Welcome to the 38th installment of the Caixin-Sinica Business Brief, a weekly podcast that brings you the most important business stories of the week from China’s top source for business and financial news. Produced by Kaiser Kuo of our Sinica Podcast, it features a business news roundup, plus conversations with Caixin reporters and editors.

This week, we learn that Chinese shares posted their worst weekly performance in two years, falling nearly 10 percent, as markets in both the mainland and Hong Kong plunged following a similar correction in the U.S. and other global markets. We explore the latest trade numbers of China, which suggest that China’s imports jumped the most in 11 months in January while exports remained strong. We are surprised by Ehang Intelligence Technology, a Guangzhou-based aerial vehicle maker, which released footage showing its signature passenger-carrying drone taking several people on a ride through the skies. We note the latest move by United Airlines to pull back the thrusters on new flights between the U.S. and China, following major additions over the last two years that have led to excess capacity. We find out about a new deal made by Taiwanese electronics giant Foxconn to invest $18 million in a cryptocurrency bank being set up by a former partner at Goldman Sachs. We hear that users across the Chinese mainland, Hong Kong, and Taiwan can now use the same Didi Chuxing app to hail taxis and shared cars, as the company continues its expansion outside the mainland. We follow a new feature introduced to China’s Twitter-like platform Weibo. Named “New Era,” the new section promotes pro-government news stories on Weibo’s “trending” function — a response to government criticism of the search feature.

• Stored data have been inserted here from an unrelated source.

//! Configuration types and loading logic.
//!
//! `Config` is a 1-to-1 mapping of the optional TOML config file.  Every
//! field has a default, so `borg-tm` runs without any file at all; command-line
//! flags are applied on top (see [`Config::apply_cli`]).
//!
//! # File format
//!
//! ```toml
//! [backup]
//! mountpoint = "/tmp/snapshot"       # keep stable across runs
//! lock_file  = "/var/run/borg.lock"
//! borg_args  = ["--stats", "--compression", "zstd,3"]
//!
//! [platform]
//! tmutil = "tmutil"
//! mount  = "mount"
//! borg   = "borg"
//! volume = "/"                       # volume to snapshot and mount
//! ```
//!
//! # Environment
//!
//! borg itself reads `BORG_REPO` and `BORG_PASSPHRASE`.  We only check that
//! both are set before touching the host, see [`require_env`].

use std::path::{Path, PathBuf};

use anyhow::{Context, Result, bail};
use serde::{Deserialize, Serialize};

use crate::cli::Cli;

pub const REPO_VAR: &str = "BORG_REPO";
pub const PASSPHRASE_VAR: &str = "BORG_PASSPHRASE";

// ─── Top-level ────────────────────────────────────────────────────────────────

#[derive(Debug, Clone, Deserialize, Serialize, Default, PartialEq, Eq)]
pub struct Config {
    #[serde(default)]
    pub backup: BackupConfig,

    #[serde(default)]
    pub platform: PlatformConfig,
}

// ─── [backup] ─────────────────────────────────────────────────────────────────

/// What a single run needs to know.  Built once at startup, never mutated
/// after it is handed to the pipeline.
#[derive(Debug, Clone, Deserialize, Serialize, PartialEq, Eq)]
pub struct BackupConfig {
    /// Where the snapshot is mounted while borg reads it.
    ///
    /// Keep this stable: borg's file cache is keyed on absolute paths, so a
    /// moving mountpoint makes every run look like a full backup.
    #[serde(default = "default_mountpoint")]
    pub mountpoint: PathBuf,

    /// File used purely as a `flock` target to keep runs from overlapping.
    #[serde(default = "default_lock_file")]
    pub lock_file: PathBuf,

    /// Extra arguments appended to `borg create`.
    #[serde(default)]
    pub borg_args: Vec<String>,
}

impl Default for BackupConfig {
    fn default() -> Self {
        Self {
            mountpoint: default_mountpoint(),
            lock_file: default_lock_file(),
            borg_args: vec![],
        }
    }
}

// ─── [platform] ───────────────────────────────────────────────────────────────

/// External tools invoked by the pipeline.
#[derive(Debug, Clone, Deserialize, Serialize, PartialEq, Eq)]
pub struct PlatformConfig {
    #[serde(default = "default_tmutil")]
    pub tmutil: String,

    #[serde(default = "default_mount")]
    pub mount: String,

    #[serde(default = "default_borg")]
    pub borg: String,

    /// Volume that is snapshotted and whose snapshot gets mounted.
    #[serde(default = "default_volume")]
    pub volume: String,
}

impl Default for PlatformConfig {
    fn default() -> Self {
        Self {
            tmutil: default_tmutil(),
            mount: default_mount(),
            borg: default_borg(),
            volume: default_volume(),
        }
    }
}

// ─── Defaults ─────────────────────────────────────────────────────────────────

pub fn default_mountpoint() -> PathBuf {
    PathBuf::from("/tmp/snapshot")
}

pub fn default_lock_file() -> PathBuf {
    PathBuf::from("/var/run/borg.lock")
}

pub fn default_tmutil() -> String {
    "tmutil".into()
}

pub fn default_mount() -> String {
    "mount".into()
}

pub fn default_borg() -> String {
    "borg".into()
}

pub fn default_volume() -> String {
    "/".into()
}

// ─── CLI overrides ────────────────────────────────────────────────────────────

impl Config {
    /// Apply command-line flags on top of file values.  Flags win.
    pub fn apply_cli(&mut self, cli: &Cli) {
        if let Some(ref mountpoint) = cli.mountpoint {
            self.backup.mountpoint.clone_from(mountpoint);
        }
        if let Some(ref lock_file) = cli.lock_file {
            self.backup.lock_file.clone_from(lock_file);
        }
        if let Some(ref args) = cli.borg_args {
            self.backup.borg_args = split_borg_args(args);
        }
    }
}

/// Tokenize the `--borg-args` string on whitespace, dropping empty tokens.
pub fn split_borg_args(raw: &str) -> Vec<String> {
    raw.split_whitespace().map(str::to_owned).collect()
}

// ─── Loader ───────────────────────────────────────────────────────────────────

/// Per-user config location, e.g. `~/.config/borg-tm/config.toml`.
pub fn default_config_path() -> Option<PathBuf> {
    dirs_next::config_dir().map(|d| d.join("borg-tm").join("config.toml"))
}

/// Resolve the effective configuration.
///
/// An explicit `--config` path must exist.  Without one, the per-user file
/// is read when present and defaults are used otherwise.  Flags are applied
/// last.
pub fn load(cli: &Cli) -> Result<Config> {
    let mut cfg = match cli.config {
        Some(ref path) => load_config(path)?,
        None => match default_config_path() {
            Some(path) if path.exists() => load_config(&path)?,
            _ => Config::default(),
        },
    };
    cfg.apply_cli(cli);
    Ok(cfg)
}

/// Read and parse a `Config` from `path`.
pub fn load_config(path: &Path) -> Result<Config> {
    let text =
        std::fs::read_to_string(path).with_context(|| format!("reading {}", path.display()))?;

    toml::from_str(&text).with_context(|| format!("parsing {}", path.display()))
}

// ─── Environment ──────────────────────────────────────────────────────────────

/// Read `name` from the environment, failing if it is unset or empty.
pub fn require_env(name: &str) -> Result<String> {
    require_nonempty(name, std::env::var(name).ok())
}

fn require_nonempty(name: &str, value: Option<String>) -> Result<String> {
    match value {
        Some(v) if !v.is_empty() => Ok(v),
        _ => bail!("{name} not specified"),
    }
}

// ─── Tests ────────────────────────────────────────────────────────────────────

In addition, we talk with Doug Young, managing editor of Caixin Global, about DreamWorks Animation’s sale of its stake in its China joint venture Oriental DreamWorks, and what it tells us about the prospect of U.S.-China collaborations. We also have a conversation about baijiu (白酒 báijiǔ), the infamous Chinese liquor, and why Luzhou Laojiao 泸州老窖, a well-known baijiu-maker in China, launched its own perfume.